> _About this task_
Among the records, find the lines that hold the string "crate" and return them.

> _Data for this exercise_
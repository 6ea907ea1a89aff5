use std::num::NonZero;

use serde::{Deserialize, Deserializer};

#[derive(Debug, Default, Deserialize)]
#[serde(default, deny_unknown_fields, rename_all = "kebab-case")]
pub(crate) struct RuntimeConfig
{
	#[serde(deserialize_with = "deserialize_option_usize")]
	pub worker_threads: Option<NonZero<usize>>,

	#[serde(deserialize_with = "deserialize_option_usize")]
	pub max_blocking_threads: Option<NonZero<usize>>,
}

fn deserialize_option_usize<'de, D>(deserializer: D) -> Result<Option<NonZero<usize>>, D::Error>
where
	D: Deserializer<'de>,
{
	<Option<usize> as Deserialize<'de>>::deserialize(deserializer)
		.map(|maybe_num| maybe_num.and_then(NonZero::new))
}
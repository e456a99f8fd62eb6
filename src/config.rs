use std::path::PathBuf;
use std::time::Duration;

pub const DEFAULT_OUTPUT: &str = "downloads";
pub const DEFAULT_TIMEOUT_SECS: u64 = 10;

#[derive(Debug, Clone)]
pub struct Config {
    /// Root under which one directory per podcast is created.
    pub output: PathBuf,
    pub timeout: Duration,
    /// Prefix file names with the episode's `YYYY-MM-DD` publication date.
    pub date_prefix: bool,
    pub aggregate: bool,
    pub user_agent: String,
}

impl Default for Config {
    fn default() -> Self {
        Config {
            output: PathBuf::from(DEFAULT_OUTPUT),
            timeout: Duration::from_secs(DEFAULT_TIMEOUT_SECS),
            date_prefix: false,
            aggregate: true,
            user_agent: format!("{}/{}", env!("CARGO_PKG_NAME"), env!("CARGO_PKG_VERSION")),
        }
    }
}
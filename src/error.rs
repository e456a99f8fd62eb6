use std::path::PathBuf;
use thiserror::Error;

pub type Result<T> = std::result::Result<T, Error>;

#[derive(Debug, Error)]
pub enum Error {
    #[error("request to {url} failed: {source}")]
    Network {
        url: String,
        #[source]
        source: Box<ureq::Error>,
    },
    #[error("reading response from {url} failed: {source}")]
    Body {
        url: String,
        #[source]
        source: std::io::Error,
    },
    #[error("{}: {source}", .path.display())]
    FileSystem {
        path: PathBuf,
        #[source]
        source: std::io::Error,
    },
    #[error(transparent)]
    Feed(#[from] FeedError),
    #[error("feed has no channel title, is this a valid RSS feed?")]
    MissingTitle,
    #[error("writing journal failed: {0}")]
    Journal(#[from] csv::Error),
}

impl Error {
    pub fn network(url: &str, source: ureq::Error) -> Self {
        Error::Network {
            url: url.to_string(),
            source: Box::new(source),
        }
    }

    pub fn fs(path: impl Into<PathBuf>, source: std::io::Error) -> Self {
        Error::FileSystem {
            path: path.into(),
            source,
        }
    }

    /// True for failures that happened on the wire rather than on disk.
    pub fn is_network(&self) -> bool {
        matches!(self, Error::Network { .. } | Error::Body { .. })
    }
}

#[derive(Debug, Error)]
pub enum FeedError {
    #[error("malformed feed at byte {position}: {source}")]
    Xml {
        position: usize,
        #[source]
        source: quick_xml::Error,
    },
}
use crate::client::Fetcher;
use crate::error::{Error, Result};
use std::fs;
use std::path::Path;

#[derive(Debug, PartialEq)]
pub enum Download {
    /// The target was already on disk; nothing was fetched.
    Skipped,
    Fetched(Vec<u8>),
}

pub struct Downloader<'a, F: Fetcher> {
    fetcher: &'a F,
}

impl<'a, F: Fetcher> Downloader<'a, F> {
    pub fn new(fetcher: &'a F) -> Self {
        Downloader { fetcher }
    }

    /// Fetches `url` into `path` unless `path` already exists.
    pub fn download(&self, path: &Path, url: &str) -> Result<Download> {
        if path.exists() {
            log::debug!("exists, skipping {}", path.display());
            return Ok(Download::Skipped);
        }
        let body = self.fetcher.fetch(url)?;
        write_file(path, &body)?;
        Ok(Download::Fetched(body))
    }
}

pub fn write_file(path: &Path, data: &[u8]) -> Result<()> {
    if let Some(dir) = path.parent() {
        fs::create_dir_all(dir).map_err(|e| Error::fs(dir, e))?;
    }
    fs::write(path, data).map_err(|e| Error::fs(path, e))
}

> _Result below_
pub(crate) struct RuntimeConfig
use crate::client::Fetcher;
use crate::error::{Error, Result};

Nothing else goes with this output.